Your answer must hold only the lines below from the line containing "paths.push(PathBuf::from(GITIGNORE_FILE));" through the line containing "Err(e) if e.kind()", each reproduced exactly.
[Data for processing Boundary: Start]
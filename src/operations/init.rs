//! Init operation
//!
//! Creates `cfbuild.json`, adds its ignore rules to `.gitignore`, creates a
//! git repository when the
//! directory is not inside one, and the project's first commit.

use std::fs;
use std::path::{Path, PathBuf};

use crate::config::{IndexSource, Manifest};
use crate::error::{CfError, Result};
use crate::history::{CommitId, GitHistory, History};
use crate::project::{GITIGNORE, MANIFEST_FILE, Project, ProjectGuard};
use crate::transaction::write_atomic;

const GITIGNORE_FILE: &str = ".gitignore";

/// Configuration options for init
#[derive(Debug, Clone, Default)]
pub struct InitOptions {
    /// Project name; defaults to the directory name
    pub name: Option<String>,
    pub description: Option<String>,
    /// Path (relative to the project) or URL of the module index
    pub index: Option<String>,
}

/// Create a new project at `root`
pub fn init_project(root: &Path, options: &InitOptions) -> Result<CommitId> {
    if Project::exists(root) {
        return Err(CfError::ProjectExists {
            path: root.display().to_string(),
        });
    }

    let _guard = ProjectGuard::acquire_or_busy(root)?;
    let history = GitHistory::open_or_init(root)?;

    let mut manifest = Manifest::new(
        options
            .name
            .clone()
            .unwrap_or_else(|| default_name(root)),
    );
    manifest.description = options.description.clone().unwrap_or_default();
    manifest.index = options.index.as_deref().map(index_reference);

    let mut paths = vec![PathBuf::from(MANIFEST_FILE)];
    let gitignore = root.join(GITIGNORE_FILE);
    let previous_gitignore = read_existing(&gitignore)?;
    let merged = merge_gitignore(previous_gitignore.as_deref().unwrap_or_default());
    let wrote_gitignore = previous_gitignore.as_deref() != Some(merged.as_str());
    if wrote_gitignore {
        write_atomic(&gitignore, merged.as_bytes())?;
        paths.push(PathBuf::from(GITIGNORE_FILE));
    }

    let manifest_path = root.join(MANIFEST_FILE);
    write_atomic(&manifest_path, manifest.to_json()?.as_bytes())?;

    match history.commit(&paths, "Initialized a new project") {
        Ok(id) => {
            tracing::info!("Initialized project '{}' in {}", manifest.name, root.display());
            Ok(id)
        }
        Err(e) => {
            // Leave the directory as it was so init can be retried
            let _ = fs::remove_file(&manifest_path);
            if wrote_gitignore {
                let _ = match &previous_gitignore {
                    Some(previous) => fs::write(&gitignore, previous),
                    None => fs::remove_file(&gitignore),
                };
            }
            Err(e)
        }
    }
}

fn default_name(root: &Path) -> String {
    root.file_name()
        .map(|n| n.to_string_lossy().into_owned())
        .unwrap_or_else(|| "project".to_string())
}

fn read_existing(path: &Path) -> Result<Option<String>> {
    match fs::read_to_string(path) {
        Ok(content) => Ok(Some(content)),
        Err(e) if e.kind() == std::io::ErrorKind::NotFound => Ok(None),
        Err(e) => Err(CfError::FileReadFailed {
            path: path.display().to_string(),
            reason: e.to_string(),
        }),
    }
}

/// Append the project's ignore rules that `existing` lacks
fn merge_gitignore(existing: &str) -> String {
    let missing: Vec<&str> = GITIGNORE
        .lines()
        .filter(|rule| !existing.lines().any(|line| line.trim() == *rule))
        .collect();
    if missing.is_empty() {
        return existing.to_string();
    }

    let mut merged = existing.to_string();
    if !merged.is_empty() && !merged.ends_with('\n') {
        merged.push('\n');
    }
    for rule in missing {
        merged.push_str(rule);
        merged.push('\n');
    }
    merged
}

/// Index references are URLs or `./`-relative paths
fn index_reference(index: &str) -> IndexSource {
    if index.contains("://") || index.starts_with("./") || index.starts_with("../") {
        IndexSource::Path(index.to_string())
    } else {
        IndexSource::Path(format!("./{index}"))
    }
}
[Data for processing Boundary: End]
[Data for processing Boundary: Start]
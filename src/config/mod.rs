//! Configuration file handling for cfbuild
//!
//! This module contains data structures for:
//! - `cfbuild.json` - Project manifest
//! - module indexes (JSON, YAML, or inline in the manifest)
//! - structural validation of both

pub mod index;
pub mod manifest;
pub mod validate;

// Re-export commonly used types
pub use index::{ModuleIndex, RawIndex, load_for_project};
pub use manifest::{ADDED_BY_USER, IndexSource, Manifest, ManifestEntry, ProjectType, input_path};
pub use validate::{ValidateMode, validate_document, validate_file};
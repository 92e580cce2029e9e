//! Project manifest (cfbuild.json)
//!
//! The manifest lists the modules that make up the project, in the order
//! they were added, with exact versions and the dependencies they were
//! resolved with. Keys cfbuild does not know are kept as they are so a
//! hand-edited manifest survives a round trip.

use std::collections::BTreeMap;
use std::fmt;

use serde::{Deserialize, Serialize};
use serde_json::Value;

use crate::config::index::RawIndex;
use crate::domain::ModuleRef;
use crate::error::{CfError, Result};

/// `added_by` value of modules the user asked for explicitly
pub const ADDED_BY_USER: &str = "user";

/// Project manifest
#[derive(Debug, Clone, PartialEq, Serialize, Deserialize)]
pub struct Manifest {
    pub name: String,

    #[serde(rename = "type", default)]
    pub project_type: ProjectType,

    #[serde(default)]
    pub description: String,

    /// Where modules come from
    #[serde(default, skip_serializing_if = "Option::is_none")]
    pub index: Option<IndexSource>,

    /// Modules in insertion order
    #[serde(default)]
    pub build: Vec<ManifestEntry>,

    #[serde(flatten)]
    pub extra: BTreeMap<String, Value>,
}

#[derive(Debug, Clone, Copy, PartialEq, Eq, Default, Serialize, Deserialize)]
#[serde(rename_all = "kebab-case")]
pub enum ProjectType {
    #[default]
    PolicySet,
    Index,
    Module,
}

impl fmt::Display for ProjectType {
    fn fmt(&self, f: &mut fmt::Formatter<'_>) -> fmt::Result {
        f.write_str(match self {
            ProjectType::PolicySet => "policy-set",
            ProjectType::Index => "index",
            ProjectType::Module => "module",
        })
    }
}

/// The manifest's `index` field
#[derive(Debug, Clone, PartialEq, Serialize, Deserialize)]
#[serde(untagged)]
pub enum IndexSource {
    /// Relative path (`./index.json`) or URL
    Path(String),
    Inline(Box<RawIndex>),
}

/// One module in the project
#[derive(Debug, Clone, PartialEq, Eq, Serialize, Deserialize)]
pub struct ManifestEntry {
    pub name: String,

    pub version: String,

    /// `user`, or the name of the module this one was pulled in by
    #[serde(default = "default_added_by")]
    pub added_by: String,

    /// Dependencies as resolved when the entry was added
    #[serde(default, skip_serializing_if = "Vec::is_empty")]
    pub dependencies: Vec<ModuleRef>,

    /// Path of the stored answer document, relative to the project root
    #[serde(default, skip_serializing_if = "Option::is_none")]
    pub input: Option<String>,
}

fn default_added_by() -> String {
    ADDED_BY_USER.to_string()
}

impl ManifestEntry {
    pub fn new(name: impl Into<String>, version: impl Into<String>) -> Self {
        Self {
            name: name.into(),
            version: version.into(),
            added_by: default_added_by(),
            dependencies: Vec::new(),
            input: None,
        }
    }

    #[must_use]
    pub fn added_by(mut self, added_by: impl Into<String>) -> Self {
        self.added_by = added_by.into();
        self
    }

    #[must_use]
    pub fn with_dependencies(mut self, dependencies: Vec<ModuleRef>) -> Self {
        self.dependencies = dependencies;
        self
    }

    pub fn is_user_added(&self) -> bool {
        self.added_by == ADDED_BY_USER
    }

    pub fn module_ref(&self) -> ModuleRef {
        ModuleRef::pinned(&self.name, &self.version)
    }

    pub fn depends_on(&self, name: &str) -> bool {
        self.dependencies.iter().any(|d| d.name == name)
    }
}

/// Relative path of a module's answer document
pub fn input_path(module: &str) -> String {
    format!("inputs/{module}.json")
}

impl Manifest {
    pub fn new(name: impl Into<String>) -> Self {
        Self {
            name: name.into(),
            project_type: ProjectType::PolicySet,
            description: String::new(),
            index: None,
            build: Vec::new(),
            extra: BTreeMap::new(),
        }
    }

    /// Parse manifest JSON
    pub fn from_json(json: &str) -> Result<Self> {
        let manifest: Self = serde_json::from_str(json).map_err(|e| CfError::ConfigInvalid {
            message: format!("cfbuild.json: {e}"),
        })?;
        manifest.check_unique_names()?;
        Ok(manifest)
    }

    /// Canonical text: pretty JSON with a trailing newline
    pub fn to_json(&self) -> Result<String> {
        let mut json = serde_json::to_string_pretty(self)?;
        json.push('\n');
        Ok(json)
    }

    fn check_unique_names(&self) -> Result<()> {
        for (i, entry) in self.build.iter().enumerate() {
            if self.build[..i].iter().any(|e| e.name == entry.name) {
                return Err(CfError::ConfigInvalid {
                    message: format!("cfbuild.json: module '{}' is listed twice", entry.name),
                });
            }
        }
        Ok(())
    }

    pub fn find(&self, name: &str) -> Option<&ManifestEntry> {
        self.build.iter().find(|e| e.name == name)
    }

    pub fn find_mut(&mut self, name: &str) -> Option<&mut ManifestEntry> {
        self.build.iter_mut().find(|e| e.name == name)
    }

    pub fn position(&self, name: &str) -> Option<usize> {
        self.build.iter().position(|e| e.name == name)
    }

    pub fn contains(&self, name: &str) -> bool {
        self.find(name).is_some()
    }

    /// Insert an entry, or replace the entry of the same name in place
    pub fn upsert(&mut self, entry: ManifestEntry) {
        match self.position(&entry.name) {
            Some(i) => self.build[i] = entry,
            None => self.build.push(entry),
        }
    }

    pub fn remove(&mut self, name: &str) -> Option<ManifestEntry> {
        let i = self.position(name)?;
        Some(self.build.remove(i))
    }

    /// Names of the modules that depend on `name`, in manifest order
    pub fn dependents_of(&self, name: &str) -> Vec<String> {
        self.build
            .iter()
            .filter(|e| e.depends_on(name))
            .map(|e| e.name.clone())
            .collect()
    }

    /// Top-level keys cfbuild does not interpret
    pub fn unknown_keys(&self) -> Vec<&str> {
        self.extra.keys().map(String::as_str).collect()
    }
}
[Data for processing Boundary: End]
**Completed exercise:**
        paths.push(PathBuf::from(GITIGNORE_FILE));
    }

    let manifest_path = root.join(MANIFEST_FILE);
    write_atomic(&manifest_path, manifest.to_json()?.as_bytes())?;

    match history.commit(&paths, "Initialized a new project") {
        Ok(id) => {
            tracing::info!("Initialized project '{}' in {}", manifest.name, root.display());
            Ok(id)
        }
        Err(e) => {
            // Leave the directory as it was so init can be retried
            let _ = fs::remove_file(&manifest_path);
            if wrote_gitignore {
                let _ = match &previous_gitignore {
                    Some(previous) => fs::write(&gitignore, previous),
                    None => fs::remove_file(&gitignore),
                };
            }
            Err(e)
        }
    }
}

fn default_name(root: &Path) -> String {
    root.file_name()
        .map(|n| n.to_string_lossy().into_owned())
        .unwrap_or_else(|| "project".to_string())
}

fn read_existing(path: &Path) -> Result<Option<String>> {
    match fs::read_to_string(path) {
        Ok(content) => Ok(Some(content)),
        Err(e) if e.kind() == std::io::ErrorKind::NotFound => Ok(None),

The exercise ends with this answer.